Problem description:
Can you quote the records below in full, word for word?

(Stored data entries)
*** Block opens ***

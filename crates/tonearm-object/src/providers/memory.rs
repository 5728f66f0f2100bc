//! In-process provider backed by [`object_store::memory::InMemory`].

use std::collections::BTreeMap;
use std::sync::atomic::{AtomicUsize, Ordering};
use std::sync::{Arc, Mutex, MutexGuard, PoisonError};

use object_store::ObjectStore;
use object_store::memory::InMemory;

use super::{BucketProvider, validate_bucket_name};
use crate::TRACING_TARGET_PROVIDER;
use crate::types::{BucketCreation, Error, Result};

/// Buckets held in memory for the lifetime of the provider.
///
/// Opening a bucket that was never created fails with
/// [`Error::BucketNotFound`], the same as a real backend would.
#[derive(Debug, Default)]
pub struct MemoryProvider {
    buckets: Mutex<BTreeMap<String, Arc<InMemory>>>,
    creations: AtomicUsize,
}

impl MemoryProvider {
    /// Creates a provider with no buckets.
    pub fn new() -> Self {
        Self::default()
    }

    /// Adds an empty bucket without counting it as a creation.
    #[must_use]
    pub fn with_bucket(self, bucket: impl Into<String>) -> Self {
        self.buckets()
            .entry(bucket.into())
            .or_insert_with(|| Arc::new(InMemory::new()));
        self
    }

    /// Number of buckets created through [`BucketProvider::create_bucket`].
    pub fn creations(&self) -> usize {
        self.creations.load(Ordering::SeqCst)
    }

    /// Names of all buckets, sorted.
    pub fn bucket_names(&self) -> Vec<String> {
        self.buckets().keys().cloned().collect()
    }

    fn buckets(&self) -> MutexGuard<'_, BTreeMap<String, Arc<InMemory>>> {
        self.buckets.lock().unwrap_or_else(PoisonError::into_inner)
    }
}

#[async_trait::async_trait]
impl BucketProvider for MemoryProvider {
    fn id(&self) -> &'static str {
        "memory"
    }

    async fn open(&self, bucket: &str) -> Result<Arc<dyn ObjectStore>> {
        let store = self
            .buckets()
            .get(bucket)
            .cloned()
            .ok_or_else(|| Error::BucketNotFound {
                bucket: bucket.to_string(),
            })?;

        Ok(store)
    }

    async fn bucket_exists(&self, prefix: &str) -> Result<bool> {
        Ok(self.buckets().keys().any(|name| name.starts_with(prefix)))
    }

    async fn create_bucket(&self, bucket: &str) -> Result<BucketCreation> {
        validate_bucket_name(bucket)?;

        let mut buckets = self.buckets();
        if buckets.contains_key(bucket) {
            return Ok(BucketCreation::AlreadyExists);
        }

        buckets.insert(bucket.to_string(), Arc::new(InMemory::new()));
        self.creations.fetch_add(1, Ordering::SeqCst);

        tracing::debug!(
            target: TRACING_TARGET_PROVIDER,
            bucket = %bucket,
            "In-memory bucket created"
        );

        Ok(BucketCreation::Created)
    }
}

#[cfg(test)]
mod tests {
    use super::*;

    #[tokio::test]
    async fn create_is_idempotent() {
        let provider = MemoryProvider::new();

        let first = provider.create_bucket("audio").await.unwrap();
        let second = provider.create_bucket("audio").await.unwrap();

        assert_eq!(first, BucketCreation::Created);
        assert_eq!(second, BucketCreation::AlreadyExists);
        assert_eq!(provider.creations(), 1);
        assert_eq!(provider.bucket_names(), vec!["audio".to_string()]);
    }

    #[tokio::test]
    async fn open_requires_existing_bucket() {
        let provider = MemoryProvider::new().with_bucket("present");

        assert!(provider.open("present").await.is_ok());
        let err = provider.open("absent").await.err().unwrap();
        assert!(matches!(err, Error::BucketNotFound { .. }));
        assert_eq!(provider.creations(), 0);
    }

    #[tokio::test]
    async fn bucket_exists_matches_prefix() {
        let provider = MemoryProvider::new().with_bucket("audio-eu");

        assert!(provider.bucket_exists("audio").await.unwrap());
        assert!(provider.bucket_exists("audio-eu").await.unwrap());
        assert!(!provider.bucket_exists("video").await.unwrap());
    }

    #[tokio::test]
    async fn rejects_invalid_names() {
        let provider = MemoryProvider::new();
        let err = provider.create_bucket("a/b").await.unwrap_err();
        assert!(matches!(err, Error::InvalidBucket { .. }));
    }
}
//! Prelude module for convenient imports.

pub use crate::audio::{AudioId, AudioInfo};
pub use crate::content::ContentType;
pub use crate::error::{Error, ErrorKind, Result};
pub use crate::index::{FingerprintIndex, QueryMatch};
//! Transfer progress events.

use std::fmt;

/// Lifecycle stage of a transfer.
#[derive(Debug, Clone, Copy, PartialEq, Eq)]
pub enum TransferStatus {
    /// The transfer is about to move its first byte.
    Starting,
    /// Bytes are flowing.
    InProgress,
    /// All bytes were transferred and committed.
    Completed,
    /// The transfer stopped early, including by cancellation.
    Failed,
}

/// A progress snapshot delivered to a [`ProgressObserver`].
#[derive(Debug, Clone, Copy, PartialEq, Eq)]
pub struct TransferProgress {
    /// Current lifecycle stage.
    pub status: TransferStatus,
    /// Bytes moved so far.
    pub bytes_transferred: u64,
    /// Total size, when the source reports one.
    pub total_bytes: Option<u64>,
}

impl TransferProgress {
    pub(crate) fn new(status: TransferStatus, bytes_transferred: u64, total_bytes: Option<u64>) -> Self {
        Self {
            status,
            bytes_transferred,
            total_bytes,
        }
    }

    /// Fraction completed in `0.0..=1.0`, if the total is known.
    pub fn fraction(&self) -> Option<f64> {
        match self.total_bytes {
            Some(0) => Some(1.0),
            Some(total) => Some(self.bytes_transferred as f64 / total as f64),
            None => None,
        }
    }
}

/// Receives progress updates while a transfer runs.
///
/// Called on the task driving the transfer, so implementations should
/// return quickly. Closures taking `&TransferProgress` implement this trait.
pub trait ProgressObserver: Send + Sync {
    /// Handles one progress update.
    fn on_progress(&self, progress: &TransferProgress);
}

impl<F> ProgressObserver for F
where
    F: Fn(&TransferProgress) + Send + Sync,
{
    fn on_progress(&self, progress: &TransferProgress) {
        self(progress)
    }
}

impl fmt::Debug for dyn ProgressObserver {
    fn fmt(&self, f: &mut fmt::Formatter<'_>) -> fmt::Result {
        f.write_str("ProgressObserver")
    }
}

#[cfg(test)]
mod tests {
    use std::sync::Mutex;

    use super::*;

    #[test]
    fn fraction_handles_unknown_and_empty_totals() {
        let progress = TransferProgress::new(TransferStatus::InProgress, 25, Some(100));
        assert_eq!(progress.fraction(), Some(0.25));

        let empty = TransferProgress::new(TransferStatus::Completed, 0, Some(0));
        assert_eq!(empty.fraction(), Some(1.0));

        let unknown = TransferProgress::new(TransferStatus::InProgress, 10, None);
        assert_eq!(unknown.fraction(), None);
    }

    #[test]
    fn closures_are_observers() {
        let seen = Mutex::new(Vec::new());
        let observer = |p: &TransferProgress| seen.lock().unwrap().push(p.status);

        observer.on_progress(&TransferProgress::new(TransferStatus::Starting, 0, None));
        observer.on_progress(&TransferProgress::new(TransferStatus::Completed, 3, Some(3)));

        assert_eq!(
            *seen.lock().unwrap(),
            vec![TransferStatus::Starting, TransferStatus::Completed]
        );
    }
}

*** Block closes ***

Task response:
filename crates/tonearm-object/src/providers/memory.rs
repository 5728f66f0f2100bc
//! In-process provider backed by [`object_store::memory::InMemory`].

use std::collections::BTreeMap;
use std::sync::atomic::{AtomicUsize, Ordering};
use std::sync::{Arc, Mutex, MutexGuard, PoisonError};

use object_store::ObjectStore;
use object_store::memory::InMemory;

use super::{BucketProvider, validate_bucket_name};
use crate::TRACING_TARGET_PROVIDER;
use crate::types::{BucketCreation, Error, Result};

/// Buckets held in memory for the lifetime of the provider.
///
/// Opening a bucket that was never created fails with
/// [`Error::BucketNotFound`], the same as a real backend would.
#[derive(Debug, Default)]
pub struct MemoryProvider {
    buckets: Mutex<BTreeMap<String, Arc<InMemory>>>,
    creations: AtomicUsize,
}

impl MemoryProvider {
    /// Creates a provider with no buckets.
    pub fn new() -> Self {
        Self::default()
    }

    /// Adds an empty bucket without counting it as a creation.
    #[must_use]
    pub fn with_bucket(self, bucket: impl Into<String>) -> Self {
        self.buckets()
            .entry(bucket.into())
            .or_insert_with(|| Arc::new(InMemory::new()));
        self
    }

    /// Number of buckets created through [`BucketProvider::create_bucket`].
    pub fn creations(&self) -> usize {
        self.creations.load(Ordering::SeqCst)
    }

    /// Names of all buckets, sorted.
    pub fn bucket_names(&self) -> Vec<String> {
        self.buckets().keys().cloned().collect()
    }

    fn buckets(&self) -> MutexGuard<'_, BTreeMap<String, Arc<InMemory>>> {
        self.buckets.lock().unwrap_or_else(PoisonError::into_inner)
    }
}

#[async_trait::async_trait]
impl BucketProvider for MemoryProvider {
    fn id(&self) -> &'static str {
        "memory"
    }

    async fn open(&self, bucket: &str) -> Result<Arc<dyn ObjectStore>> {
        let store = self
            .buckets()
            .get(bucket)
            .cloned()
            .ok_or_else(|| Error::BucketNotFound {
                bucket: bucket.to_string(),
            })?;

        Ok(store)
    }

    async fn bucket_exists(&self, prefix: &str) -> Result<bool> {
        Ok(self.buckets().keys().any(|name| name.starts_with(prefix)))
    }

    async fn create_bucket(&self, bucket: &str) -> Result<BucketCreation> {
        validate_bucket_name(bucket)?;

        let mut buckets = self.buckets();
        if buckets.contains_key(bucket) {
            return Ok(BucketCreation::AlreadyExists);
        }

        buckets.insert(bucket.to_string(), Arc::new(InMemory::new()));
        self.creations.fetch_add(1, Ordering::SeqCst);

        tracing::debug!(
            target: TRACING_TARGET_PROVIDER,
            bucket = %bucket,
            "In-memory bucket created"
        );

        Ok(BucketCreation::Created)
    }
}

#[cfg(test)]
mod tests {
    use super::*;

    #[tokio::test]
    async fn create_is_idempotent() {
        let provider = MemoryProvider::new();

        let first = provider.create_bucket("audio").await.unwrap();
        let second = provider.create_bucket("audio").await.unwrap();

        assert_eq!(first, BucketCreation::Created);
        assert_eq!(second, BucketCreation::AlreadyExists);
        assert_eq!(provider.creations(), 1);
        assert_eq!(provider.bucket_names(), vec!["audio".to_string()]);
    }

    #[tokio::test]
    async fn open_requires_existing_bucket() {
        let provider = MemoryProvider::new().with_bucket("present");

        assert!(provider.open("present").await.is_ok());
        let err = provider.open("absent").await.err().unwrap();
        assert!(matches!(err, Error::BucketNotFound { .. }));
        assert_eq!(provider.creations(), 0);
    }

    #[tokio::test]
    async fn bucket_exists_matches_prefix() {
        let provider = MemoryProvider::new().with_bucket("audio-eu");

        assert!(provider.bucket_exists("audio").await.unwrap());
        assert!(provider.bucket_exists("audio-eu").await.unwrap());
        assert!(!provider.bucket_exists("video").await.unwrap());
    }

    #[tokio::test]
    async fn rejects_invalid_names() {
        let provider = MemoryProvider::new();
        let err = provider.create_bucket("a/b").await.unwrap_err();
        assert!(matches!(err, Error::InvalidBucket { .. }));
    }
}
//! Prelude module for convenient imports.

pub use crate::audio::{AudioId, AudioInfo};
pub use crate::content::ContentType;
pub use crate::error::{Error, ErrorKind, Result};
pub use crate::index::{FingerprintIndex, QueryMatch};
//! Transfer progress events.

use std::fmt;

/// Lifecycle stage of a transfer.
#[derive(Debug, Clone, Copy, PartialEq, Eq)]
pub enum TransferStatus {
    /// The transfer is about to move its first byte.
    Starting,
    /// Bytes are flowing.
    InProgress,
    /// All bytes were transferred and committed.
    Completed,
    /// The transfer stopped early, including by cancellation.
    Failed,
}

/// A progress snapshot delivered to a [`ProgressObserver`].
#[derive(Debug, Clone, Copy, PartialEq, Eq)]
pub struct TransferProgress {
    /// Current lifecycle stage.
    pub status: TransferStatus,
    /// Bytes moved so far.
    pub bytes_transferred: u64,
    /// Total size, when the source reports one.
    pub total_bytes: Option<u64>,
}

impl TransferProgress {
    pub(crate) fn new(status: TransferStatus, bytes_transferred: u64, total_bytes: Option<u64>) -> Self {
        Self {
            status,
            bytes_transferred,
            total_bytes,
        }
    }

    /// Fraction completed in `0.0..=1.0`, if the total is known.
    pub fn fraction(&self) -> Option<f64> {
        match self.total_bytes {
            Some(0) => Some(1.0),
            Some(total) => Some(self.bytes_transferred as f64 / total as f64),
            None => None,
        }
    }
}

/// Receives progress updates while a transfer runs.
///
/// Called on the task driving the transfer, so implementations should
/// return quickly. Closures taking `&TransferProgress` implement this trait.
pub trait ProgressObserver: Send + Sync {
    /// Handles one progress update.
    fn on_progress(&self, progress: &TransferProgress);
}

impl<F> ProgressObserver for F
where
    F: Fn(&TransferProgress) + Send + Sync,
{
    fn on_progress(&self, progress: &TransferProgress) {
        self(progress)
    }
}

impl fmt::Debug for dyn ProgressObserver {
    fn fmt(&self, f: &mut fmt::Formatter<'_>) -> fmt::Result {
        f.write_str("ProgressObserver")
    }
}

#[cfg(test)]
mod tests {
    use std::sync::Mutex;

    use super::*;

    #[test]
    fn fraction_handles_unknown_and_empty_totals() {
        let progress = TransferProgress::new(TransferStatus::InProgress, 25, Some(100));
        assert_eq!(progress.fraction(), Some(0.25));

        let empty = TransferProgress::new(TransferStatus::Completed, 0, Some(0));
        assert_eq!(empty.fraction(), Some(1.0));

        let unknown = TransferProgress::new(TransferStatus::InProgress, 10, None);
        assert_eq!(unknown.fraction(), None);
    }

    #[test]
    fn closures_are_observers() {
        let seen = Mutex::new(Vec::new());
        let observer = |p: &TransferProgress| seen.lock().unwrap().push(p.status);

        observer.on_progress(&TransferProgress::new(TransferStatus::Starting, 0, None));
        observer.on_progress(&TransferProgress::new(TransferStatus::Completed, 3, Some(3)));

        assert_eq!(
            *seen.lock().unwrap(),
            vec![TransferStatus::Starting, TransferStatus::Completed]
        );
    }
}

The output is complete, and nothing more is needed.